--- EXTRACTED DATA Enclosed Below ---
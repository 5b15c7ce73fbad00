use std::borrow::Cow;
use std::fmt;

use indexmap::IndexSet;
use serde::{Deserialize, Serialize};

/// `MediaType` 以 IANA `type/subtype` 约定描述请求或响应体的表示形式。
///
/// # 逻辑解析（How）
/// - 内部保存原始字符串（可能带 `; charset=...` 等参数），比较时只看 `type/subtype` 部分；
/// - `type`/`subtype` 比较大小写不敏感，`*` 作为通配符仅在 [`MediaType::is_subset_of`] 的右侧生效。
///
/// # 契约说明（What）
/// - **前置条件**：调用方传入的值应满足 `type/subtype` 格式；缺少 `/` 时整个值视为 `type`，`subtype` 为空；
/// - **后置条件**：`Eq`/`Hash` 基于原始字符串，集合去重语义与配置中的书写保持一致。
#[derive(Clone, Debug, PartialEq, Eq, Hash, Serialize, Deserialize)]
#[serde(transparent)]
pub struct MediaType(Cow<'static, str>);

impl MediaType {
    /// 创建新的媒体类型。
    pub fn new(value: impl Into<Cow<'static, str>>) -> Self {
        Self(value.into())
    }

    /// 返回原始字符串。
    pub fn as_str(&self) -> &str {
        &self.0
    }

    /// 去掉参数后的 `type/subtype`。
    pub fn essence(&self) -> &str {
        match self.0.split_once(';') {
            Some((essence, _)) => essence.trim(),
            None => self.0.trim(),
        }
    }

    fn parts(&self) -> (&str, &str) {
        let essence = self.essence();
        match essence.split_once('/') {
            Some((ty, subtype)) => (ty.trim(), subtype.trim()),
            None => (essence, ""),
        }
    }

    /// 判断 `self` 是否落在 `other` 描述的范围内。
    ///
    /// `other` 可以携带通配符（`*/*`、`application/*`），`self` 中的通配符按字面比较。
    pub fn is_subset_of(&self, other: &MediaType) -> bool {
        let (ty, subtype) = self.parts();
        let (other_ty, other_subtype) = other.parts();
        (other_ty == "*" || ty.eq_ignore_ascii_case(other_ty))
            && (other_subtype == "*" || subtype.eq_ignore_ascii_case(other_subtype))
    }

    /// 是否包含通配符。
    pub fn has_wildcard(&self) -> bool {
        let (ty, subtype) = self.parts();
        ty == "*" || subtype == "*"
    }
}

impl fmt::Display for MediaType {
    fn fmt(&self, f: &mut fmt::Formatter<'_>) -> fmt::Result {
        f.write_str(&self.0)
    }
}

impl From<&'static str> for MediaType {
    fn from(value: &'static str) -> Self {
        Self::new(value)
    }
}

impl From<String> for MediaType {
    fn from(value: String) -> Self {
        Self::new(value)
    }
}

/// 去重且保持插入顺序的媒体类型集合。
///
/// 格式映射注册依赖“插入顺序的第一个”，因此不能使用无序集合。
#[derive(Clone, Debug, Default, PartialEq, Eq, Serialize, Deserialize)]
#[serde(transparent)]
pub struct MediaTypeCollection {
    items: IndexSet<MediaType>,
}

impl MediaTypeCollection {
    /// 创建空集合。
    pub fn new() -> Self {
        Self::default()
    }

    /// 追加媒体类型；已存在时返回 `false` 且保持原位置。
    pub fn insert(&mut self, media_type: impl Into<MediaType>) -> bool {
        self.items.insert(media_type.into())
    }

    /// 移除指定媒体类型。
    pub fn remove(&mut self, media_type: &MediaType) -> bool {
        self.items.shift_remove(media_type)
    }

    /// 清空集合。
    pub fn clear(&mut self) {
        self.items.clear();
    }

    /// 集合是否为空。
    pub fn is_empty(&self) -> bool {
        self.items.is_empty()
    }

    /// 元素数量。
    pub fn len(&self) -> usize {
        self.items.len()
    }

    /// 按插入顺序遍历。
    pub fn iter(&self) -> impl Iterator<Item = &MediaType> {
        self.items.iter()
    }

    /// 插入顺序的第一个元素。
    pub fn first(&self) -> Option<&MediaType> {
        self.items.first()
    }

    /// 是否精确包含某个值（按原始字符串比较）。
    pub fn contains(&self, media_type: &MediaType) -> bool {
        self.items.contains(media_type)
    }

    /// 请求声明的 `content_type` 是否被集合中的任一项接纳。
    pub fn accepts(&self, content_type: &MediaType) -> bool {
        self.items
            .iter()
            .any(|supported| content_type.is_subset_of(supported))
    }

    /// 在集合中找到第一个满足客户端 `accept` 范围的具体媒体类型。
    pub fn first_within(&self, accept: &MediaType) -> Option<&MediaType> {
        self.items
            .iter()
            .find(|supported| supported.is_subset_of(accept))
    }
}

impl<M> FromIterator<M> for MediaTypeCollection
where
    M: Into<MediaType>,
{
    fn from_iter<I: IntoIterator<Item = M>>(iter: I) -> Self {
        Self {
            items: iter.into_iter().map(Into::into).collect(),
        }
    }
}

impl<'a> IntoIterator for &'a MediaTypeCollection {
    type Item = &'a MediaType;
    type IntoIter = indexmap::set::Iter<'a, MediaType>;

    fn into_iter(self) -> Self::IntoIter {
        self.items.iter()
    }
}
--- End of Enclosed EXTRACTED DATA ---
--- EXTRACTED DATA Enclosed Below ---
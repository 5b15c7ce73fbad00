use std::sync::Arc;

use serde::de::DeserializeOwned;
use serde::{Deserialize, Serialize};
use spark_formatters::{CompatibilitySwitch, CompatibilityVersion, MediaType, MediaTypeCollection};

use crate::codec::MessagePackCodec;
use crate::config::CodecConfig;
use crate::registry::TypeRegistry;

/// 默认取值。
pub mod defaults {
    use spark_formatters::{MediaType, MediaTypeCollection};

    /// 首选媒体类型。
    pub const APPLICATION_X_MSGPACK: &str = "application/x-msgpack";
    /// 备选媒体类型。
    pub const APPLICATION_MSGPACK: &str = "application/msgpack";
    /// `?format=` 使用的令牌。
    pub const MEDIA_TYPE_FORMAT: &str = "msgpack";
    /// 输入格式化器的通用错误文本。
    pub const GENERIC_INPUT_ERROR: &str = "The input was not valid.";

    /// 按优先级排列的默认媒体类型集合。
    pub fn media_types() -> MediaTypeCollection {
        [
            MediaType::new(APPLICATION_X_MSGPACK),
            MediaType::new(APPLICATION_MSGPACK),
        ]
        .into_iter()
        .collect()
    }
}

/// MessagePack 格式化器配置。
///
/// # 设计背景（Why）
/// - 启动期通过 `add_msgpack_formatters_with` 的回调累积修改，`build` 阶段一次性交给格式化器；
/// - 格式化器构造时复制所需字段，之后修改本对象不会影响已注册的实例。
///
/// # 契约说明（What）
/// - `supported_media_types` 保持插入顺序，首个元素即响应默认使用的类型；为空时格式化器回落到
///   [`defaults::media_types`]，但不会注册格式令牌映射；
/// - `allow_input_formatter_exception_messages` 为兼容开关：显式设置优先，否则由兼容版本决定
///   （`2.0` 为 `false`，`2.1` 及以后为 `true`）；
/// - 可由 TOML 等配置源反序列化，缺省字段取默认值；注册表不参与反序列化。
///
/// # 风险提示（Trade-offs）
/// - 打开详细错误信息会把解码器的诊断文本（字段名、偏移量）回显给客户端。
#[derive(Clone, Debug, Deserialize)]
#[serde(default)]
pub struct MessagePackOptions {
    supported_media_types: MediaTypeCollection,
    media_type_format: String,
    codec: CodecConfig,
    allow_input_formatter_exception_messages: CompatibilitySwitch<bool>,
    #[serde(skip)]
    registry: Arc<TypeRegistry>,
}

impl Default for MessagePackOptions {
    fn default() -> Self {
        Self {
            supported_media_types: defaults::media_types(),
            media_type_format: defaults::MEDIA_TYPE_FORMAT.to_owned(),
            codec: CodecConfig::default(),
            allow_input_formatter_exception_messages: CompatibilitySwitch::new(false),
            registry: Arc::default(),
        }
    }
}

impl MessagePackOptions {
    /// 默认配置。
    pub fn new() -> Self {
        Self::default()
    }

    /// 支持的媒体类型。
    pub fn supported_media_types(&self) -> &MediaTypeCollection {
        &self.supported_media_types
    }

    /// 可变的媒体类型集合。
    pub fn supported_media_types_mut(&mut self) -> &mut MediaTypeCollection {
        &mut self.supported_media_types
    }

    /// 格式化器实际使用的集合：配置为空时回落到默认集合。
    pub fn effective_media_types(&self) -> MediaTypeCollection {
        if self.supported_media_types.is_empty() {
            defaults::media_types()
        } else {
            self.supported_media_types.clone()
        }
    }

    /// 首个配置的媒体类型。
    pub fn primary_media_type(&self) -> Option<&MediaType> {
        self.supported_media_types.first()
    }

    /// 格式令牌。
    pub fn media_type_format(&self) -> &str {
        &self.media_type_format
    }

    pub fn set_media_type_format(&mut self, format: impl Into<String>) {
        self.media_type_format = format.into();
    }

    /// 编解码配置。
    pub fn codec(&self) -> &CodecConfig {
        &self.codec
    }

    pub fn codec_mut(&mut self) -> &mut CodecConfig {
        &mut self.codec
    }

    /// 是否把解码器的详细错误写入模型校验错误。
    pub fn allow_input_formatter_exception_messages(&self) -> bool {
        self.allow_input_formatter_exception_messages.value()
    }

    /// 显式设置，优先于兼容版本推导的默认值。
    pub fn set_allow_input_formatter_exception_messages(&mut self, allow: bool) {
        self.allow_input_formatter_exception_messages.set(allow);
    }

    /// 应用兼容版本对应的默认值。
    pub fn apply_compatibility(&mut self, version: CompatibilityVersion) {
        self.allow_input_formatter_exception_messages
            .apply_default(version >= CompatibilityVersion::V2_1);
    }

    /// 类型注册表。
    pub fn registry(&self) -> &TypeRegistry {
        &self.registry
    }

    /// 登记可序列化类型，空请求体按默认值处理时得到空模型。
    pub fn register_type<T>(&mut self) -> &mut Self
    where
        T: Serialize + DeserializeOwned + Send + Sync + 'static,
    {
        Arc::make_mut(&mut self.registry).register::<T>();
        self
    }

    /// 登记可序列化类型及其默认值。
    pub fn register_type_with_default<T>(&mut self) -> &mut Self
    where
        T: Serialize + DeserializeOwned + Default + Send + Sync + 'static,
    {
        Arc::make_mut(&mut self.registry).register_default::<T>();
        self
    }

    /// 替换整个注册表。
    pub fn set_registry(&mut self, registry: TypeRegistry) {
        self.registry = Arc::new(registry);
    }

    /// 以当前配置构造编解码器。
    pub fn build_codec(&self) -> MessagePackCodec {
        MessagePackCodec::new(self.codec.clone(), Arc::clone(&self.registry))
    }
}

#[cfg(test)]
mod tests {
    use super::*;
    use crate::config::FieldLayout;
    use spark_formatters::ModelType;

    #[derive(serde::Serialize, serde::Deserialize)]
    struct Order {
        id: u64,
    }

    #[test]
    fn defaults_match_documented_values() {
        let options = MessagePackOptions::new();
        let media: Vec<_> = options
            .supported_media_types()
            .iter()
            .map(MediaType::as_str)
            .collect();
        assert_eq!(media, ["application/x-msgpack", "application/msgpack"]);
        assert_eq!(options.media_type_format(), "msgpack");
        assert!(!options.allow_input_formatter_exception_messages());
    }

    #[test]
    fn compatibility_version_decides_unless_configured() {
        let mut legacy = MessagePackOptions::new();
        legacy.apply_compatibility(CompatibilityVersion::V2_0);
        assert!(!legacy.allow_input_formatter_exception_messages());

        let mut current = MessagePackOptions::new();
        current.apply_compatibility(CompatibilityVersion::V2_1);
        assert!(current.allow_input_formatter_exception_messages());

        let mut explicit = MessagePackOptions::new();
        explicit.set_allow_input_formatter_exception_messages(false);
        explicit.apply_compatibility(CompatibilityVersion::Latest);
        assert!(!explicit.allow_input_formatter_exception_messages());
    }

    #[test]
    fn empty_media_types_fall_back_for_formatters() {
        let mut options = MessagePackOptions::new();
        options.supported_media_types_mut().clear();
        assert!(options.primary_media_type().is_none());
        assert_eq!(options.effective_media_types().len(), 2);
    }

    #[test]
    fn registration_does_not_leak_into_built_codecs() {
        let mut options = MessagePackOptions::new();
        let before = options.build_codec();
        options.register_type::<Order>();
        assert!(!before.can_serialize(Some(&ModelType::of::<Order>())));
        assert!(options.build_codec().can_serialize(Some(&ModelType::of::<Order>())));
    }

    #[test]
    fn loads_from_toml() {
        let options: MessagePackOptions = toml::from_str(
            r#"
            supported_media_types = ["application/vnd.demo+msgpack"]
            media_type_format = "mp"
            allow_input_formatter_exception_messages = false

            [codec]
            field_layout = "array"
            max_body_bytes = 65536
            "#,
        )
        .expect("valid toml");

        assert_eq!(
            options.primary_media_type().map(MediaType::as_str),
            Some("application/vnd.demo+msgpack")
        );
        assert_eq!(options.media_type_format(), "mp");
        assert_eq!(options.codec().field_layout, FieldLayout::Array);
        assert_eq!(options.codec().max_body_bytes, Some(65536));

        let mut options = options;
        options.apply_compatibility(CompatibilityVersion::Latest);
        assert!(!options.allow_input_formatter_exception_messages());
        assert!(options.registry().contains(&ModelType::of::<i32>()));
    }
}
--- End of Enclosed EXTRACTED DATA ---
» PROBLEM
Reproduce exactly the entries above, limited to the lines from the one with "Arc::make_mut(&mut self.registry).register::<T>();" through the one with "let mut explicit", both included.

» SOLUTION
        Arc::make_mut(&mut self.registry).register::<T>();
        self
    }

    /// 登记可序列化类型及其默认值。
    pub fn register_type_with_default<T>(&mut self) -> &mut Self
    where
        T: Serialize + DeserializeOwned + Default + Send + Sync + 'static,
    {
        Arc::make_mut(&mut self.registry).register_default::<T>();
        self
    }

    /// 替换整个注册表。
    pub fn set_registry(&mut self, registry: TypeRegistry) {
        self.registry = Arc::new(registry);
    }

    /// 以当前配置构造编解码器。
    pub fn build_codec(&self) -> MessagePackCodec {
        MessagePackCodec::new(self.codec.clone(), Arc::clone(&self.registry))
    }
}

#[cfg(test)]
mod tests {
    use super::*;
    use crate::config::FieldLayout;
    use spark_formatters::ModelType;

    #[derive(serde::Serialize, serde::Deserialize)]
    struct Order {
        id: u64,
    }

    #[test]
    fn defaults_match_documented_values() {
        let options = MessagePackOptions::new();
        let media: Vec<_> = options
            .supported_media_types()
            .iter()
            .map(MediaType::as_str)
            .collect();
        assert_eq!(media, ["application/x-msgpack", "application/msgpack"]);
        assert_eq!(options.media_type_format(), "msgpack");
        assert!(!options.allow_input_formatter_exception_messages());
    }

    #[test]
    fn compatibility_version_decides_unless_configured() {
        let mut legacy = MessagePackOptions::new();
        legacy.apply_compatibility(CompatibilityVersion::V2_0);
        assert!(!legacy.allow_input_formatter_exception_messages());

        let mut current = MessagePackOptions::new();
        current.apply_compatibility(CompatibilityVersion::V2_1);
        assert!(current.allow_input_formatter_exception_messages());

        let mut explicit = MessagePackOptions::new();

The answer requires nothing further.